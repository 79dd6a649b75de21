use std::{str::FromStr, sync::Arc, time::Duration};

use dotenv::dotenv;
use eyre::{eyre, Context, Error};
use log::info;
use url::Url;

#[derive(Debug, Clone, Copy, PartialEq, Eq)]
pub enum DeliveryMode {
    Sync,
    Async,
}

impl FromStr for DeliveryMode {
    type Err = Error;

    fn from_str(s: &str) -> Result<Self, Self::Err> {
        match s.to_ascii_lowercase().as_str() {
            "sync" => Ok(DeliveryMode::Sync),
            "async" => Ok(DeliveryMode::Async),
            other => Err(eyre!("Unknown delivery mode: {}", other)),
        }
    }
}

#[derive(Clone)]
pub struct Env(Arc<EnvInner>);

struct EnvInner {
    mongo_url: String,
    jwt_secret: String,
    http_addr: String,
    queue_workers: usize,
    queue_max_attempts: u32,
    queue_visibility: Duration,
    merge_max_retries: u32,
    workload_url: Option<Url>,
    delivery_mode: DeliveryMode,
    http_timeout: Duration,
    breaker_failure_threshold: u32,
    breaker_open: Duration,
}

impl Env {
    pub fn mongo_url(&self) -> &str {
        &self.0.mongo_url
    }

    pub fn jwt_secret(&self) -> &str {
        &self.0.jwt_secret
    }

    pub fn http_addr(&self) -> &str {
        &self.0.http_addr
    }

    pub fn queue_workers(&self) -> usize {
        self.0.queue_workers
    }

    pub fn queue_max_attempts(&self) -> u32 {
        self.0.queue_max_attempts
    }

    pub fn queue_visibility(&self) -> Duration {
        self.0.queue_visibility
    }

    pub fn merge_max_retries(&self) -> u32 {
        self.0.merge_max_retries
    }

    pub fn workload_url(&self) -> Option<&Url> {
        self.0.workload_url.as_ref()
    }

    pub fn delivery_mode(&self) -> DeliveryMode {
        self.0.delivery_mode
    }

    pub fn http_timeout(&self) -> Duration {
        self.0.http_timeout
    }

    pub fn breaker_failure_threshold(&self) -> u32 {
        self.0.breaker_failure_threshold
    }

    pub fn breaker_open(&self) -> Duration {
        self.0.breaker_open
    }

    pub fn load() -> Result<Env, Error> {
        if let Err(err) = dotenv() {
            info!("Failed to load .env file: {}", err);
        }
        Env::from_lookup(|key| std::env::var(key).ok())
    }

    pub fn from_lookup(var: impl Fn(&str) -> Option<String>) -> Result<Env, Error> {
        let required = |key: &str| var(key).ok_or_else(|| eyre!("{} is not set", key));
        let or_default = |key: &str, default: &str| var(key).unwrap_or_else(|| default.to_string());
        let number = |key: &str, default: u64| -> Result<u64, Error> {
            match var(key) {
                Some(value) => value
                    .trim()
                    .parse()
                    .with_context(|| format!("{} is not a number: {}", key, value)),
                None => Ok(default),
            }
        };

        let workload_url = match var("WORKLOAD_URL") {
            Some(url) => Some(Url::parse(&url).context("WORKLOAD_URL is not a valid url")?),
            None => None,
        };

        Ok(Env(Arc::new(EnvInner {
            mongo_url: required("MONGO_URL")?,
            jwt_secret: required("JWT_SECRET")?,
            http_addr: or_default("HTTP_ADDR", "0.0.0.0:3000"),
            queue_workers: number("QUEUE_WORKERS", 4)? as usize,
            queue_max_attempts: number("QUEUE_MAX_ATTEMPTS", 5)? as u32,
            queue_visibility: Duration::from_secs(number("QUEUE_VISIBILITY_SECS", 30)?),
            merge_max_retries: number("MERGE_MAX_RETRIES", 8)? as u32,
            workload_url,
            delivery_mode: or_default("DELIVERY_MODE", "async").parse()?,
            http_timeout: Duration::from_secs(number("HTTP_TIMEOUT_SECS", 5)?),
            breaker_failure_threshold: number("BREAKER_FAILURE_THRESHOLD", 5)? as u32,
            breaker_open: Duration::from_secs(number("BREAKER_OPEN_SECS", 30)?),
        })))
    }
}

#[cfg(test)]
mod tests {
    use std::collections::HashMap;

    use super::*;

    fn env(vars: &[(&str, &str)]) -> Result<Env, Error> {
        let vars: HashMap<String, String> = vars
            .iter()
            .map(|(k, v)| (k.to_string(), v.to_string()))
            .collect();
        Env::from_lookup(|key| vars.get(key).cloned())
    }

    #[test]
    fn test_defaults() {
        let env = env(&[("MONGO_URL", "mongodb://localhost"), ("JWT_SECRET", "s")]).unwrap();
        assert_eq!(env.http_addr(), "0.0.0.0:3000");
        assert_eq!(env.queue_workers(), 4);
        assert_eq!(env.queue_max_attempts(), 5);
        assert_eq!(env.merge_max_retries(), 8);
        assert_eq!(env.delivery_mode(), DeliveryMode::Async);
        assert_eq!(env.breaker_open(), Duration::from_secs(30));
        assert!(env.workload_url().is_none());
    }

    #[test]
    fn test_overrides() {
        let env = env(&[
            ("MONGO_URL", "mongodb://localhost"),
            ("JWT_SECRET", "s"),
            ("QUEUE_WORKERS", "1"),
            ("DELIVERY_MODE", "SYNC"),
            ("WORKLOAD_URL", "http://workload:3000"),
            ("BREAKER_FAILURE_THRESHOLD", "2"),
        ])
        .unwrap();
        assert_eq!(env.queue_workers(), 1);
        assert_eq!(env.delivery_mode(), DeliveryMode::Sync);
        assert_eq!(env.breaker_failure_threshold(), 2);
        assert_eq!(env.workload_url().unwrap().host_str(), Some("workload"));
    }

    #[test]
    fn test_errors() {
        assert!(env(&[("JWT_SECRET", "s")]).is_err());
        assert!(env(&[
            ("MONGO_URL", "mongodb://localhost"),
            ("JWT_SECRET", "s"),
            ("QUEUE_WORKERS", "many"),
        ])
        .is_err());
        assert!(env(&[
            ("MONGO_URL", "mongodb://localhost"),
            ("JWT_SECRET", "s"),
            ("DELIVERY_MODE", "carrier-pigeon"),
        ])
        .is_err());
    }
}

################

> _What you are asked to do_
Transcribe the entries exactly.

> _Result of the task_
repository 79dd6a649b75de21
use std::{str::FromStr, sync::Arc, time::Duration};

use dotenv::dotenv;
use eyre::{eyre, Context, Error};
use log::info;
use url::Url;

#[derive(Debug, Clone, Copy, PartialEq, Eq)]
pub enum DeliveryMode {
    Sync,
    Async,
}

impl FromStr for DeliveryMode {
    type Err = Error;

    fn from_str(s: &str) -> Result<Self, Self::Err> {
        match s.to_ascii_lowercase().as_str() {
            "sync" => Ok(DeliveryMode::Sync),
            "async" => Ok(DeliveryMode::Async),
            other => Err(eyre!("Unknown delivery mode: {}", other)),
        }
    }
}

#[derive(Clone)]
pub struct Env(Arc<EnvInner>);

struct EnvInner {
    mongo_url: String,
    jwt_secret: String,
    http_addr: String,
    queue_workers: usize,
    queue_max_attempts: u32,
    queue_visibility: Duration,
    merge_max_retries: u32,
    workload_url: Option<Url>,
    delivery_mode: DeliveryMode,
    http_timeout: Duration,
    breaker_failure_threshold: u32,
    breaker_open: Duration,
}

impl Env {
    pub fn mongo_url(&self) -> &str {
        &self.0.mongo_url
    }

    pub fn jwt_secret(&self) -> &str {
        &self.0.jwt_secret
    }

    pub fn http_addr(&self) -> &str {
        &self.0.http_addr
    }

    pub fn queue_workers(&self) -> usize {
        self.0.queue_workers
    }

    pub fn queue_max_attempts(&self) -> u32 {
        self.0.queue_max_attempts
    }

    pub fn queue_visibility(&self) -> Duration {
        self.0.queue_visibility
    }

    pub fn merge_max_retries(&self) -> u32 {
        self.0.merge_max_retries
    }

    pub fn workload_url(&self) -> Option<&Url> {
        self.0.workload_url.as_ref()
    }

    pub fn delivery_mode(&self) -> DeliveryMode {
        self.0.delivery_mode
    }

    pub fn http_timeout(&self) -> Duration {
        self.0.http_timeout
    }

    pub fn breaker_failure_threshold(&self) -> u32 {
        self.0.breaker_failure_threshold
    }

    pub fn breaker_open(&self) -> Duration {
        self.0.breaker_open
    }

    pub fn load() -> Result<Env, Error> {
        if let Err(err) = dotenv() {
            info!("Failed to load .env file: {}", err);
        }
        Env::from_lookup(|key| std::env::var(key).ok())
    }

    pub fn from_lookup(var: impl Fn(&str) -> Option<String>) -> Result<Env, Error> {
        let required = |key: &str| var(key).ok_or_else(|| eyre!("{} is not set", key));
        let or_default = |key: &str, default: &str| var(key).unwrap_or_else(|| default.to_string());
        let number = |key: &str, default: u64| -> Result<u64, Error> {
            match var(key) {
                Some(value) => value
                    .trim()
                    .parse()
                    .with_context(|| format!("{} is not a number: {}", key, value)),
                None => Ok(default),
            }
        };

        let workload_url = match var("WORKLOAD_URL") {
            Some(url) => Some(Url::parse(&url).context("WORKLOAD_URL is not a valid url")?),
            None => None,
        };

        Ok(Env(Arc::new(EnvInner {
            mongo_url: required("MONGO_URL")?,
            jwt_secret: required("JWT_SECRET")?,
            http_addr: or_default("HTTP_ADDR", "0.0.0.0:3000"),
            queue_workers: number("QUEUE_WORKERS", 4)? as usize,
            queue_max_attempts: number("QUEUE_MAX_ATTEMPTS", 5)? as u32,
            queue_visibility: Duration::from_secs(number("QUEUE_VISIBILITY_SECS", 30)?),
            merge_max_retries: number("MERGE_MAX_RETRIES", 8)? as u32,
            workload_url,
            delivery_mode: or_default("DELIVERY_MODE", "async").parse()?,
            http_timeout: Duration::from_secs(number("HTTP_TIMEOUT_SECS", 5)?),
            breaker_failure_threshold: number("BREAKER_FAILURE_THRESHOLD", 5)? as u32,
            breaker_open: Duration::from_secs(number("BREAKER_OPEN_SECS", 30)?),
        })))
    }
}

#[cfg(test)]
mod tests {
    use std::collections::HashMap;

    use super::*;

    fn env(vars: &[(&str, &str)]) -> Result<Env, Error> {
        let vars: HashMap<String, String> = vars
            .iter()
            .map(|(k, v)| (k.to_string(), v.to_string()))
            .collect();
        Env::from_lookup(|key| vars.get(key).cloned())
    }

    #[test]
    fn test_defaults() {
        let env = env(&[("MONGO_URL", "mongodb://localhost"), ("JWT_SECRET", "s")]).unwrap();
        assert_eq!(env.http_addr(), "0.0.0.0:3000");
        assert_eq!(env.queue_workers(), 4);
        assert_eq!(env.queue_max_attempts(), 5);
        assert_eq!(env.merge_max_retries(), 8);
        assert_eq!(env.delivery_mode(), DeliveryMode::Async);
        assert_eq!(env.breaker_open(), Duration::from_secs(30));
        assert!(env.workload_url().is_none());
    }

    #[test]
    fn test_overrides() {
        let env = env(&[
            ("MONGO_URL", "mongodb://localhost"),
            ("JWT_SECRET", "s"),
            ("QUEUE_WORKERS", "1"),
            ("DELIVERY_MODE", "SYNC"),
            ("WORKLOAD_URL", "http://workload:3000"),
            ("BREAKER_FAILURE_THRESHOLD", "2"),
        ])
        .unwrap();
        assert_eq!(env.queue_workers(), 1);
        assert_eq!(env.delivery_mode(), DeliveryMode::Sync);
        assert_eq!(env.breaker_failure_threshold(), 2);
        assert_eq!(env.workload_url().unwrap().host_str(), Some("workload"));
    }

    #[test]
    fn test_errors() {
        assert!(env(&[("JWT_SECRET", "s")]).is_err());
        assert!(env(&[
            ("MONGO_URL", "mongodb://localhost"),
            ("JWT_SECRET", "s"),
            ("QUEUE_WORKERS", "many"),
        ])
        .is_err());
        assert!(env(&[
            ("MONGO_URL", "mongodb://localhost"),
            ("JWT_SECRET", "s"),
            ("DELIVERY_MODE", "carrier-pigeon"),
        ])
        .is_err());
    }
}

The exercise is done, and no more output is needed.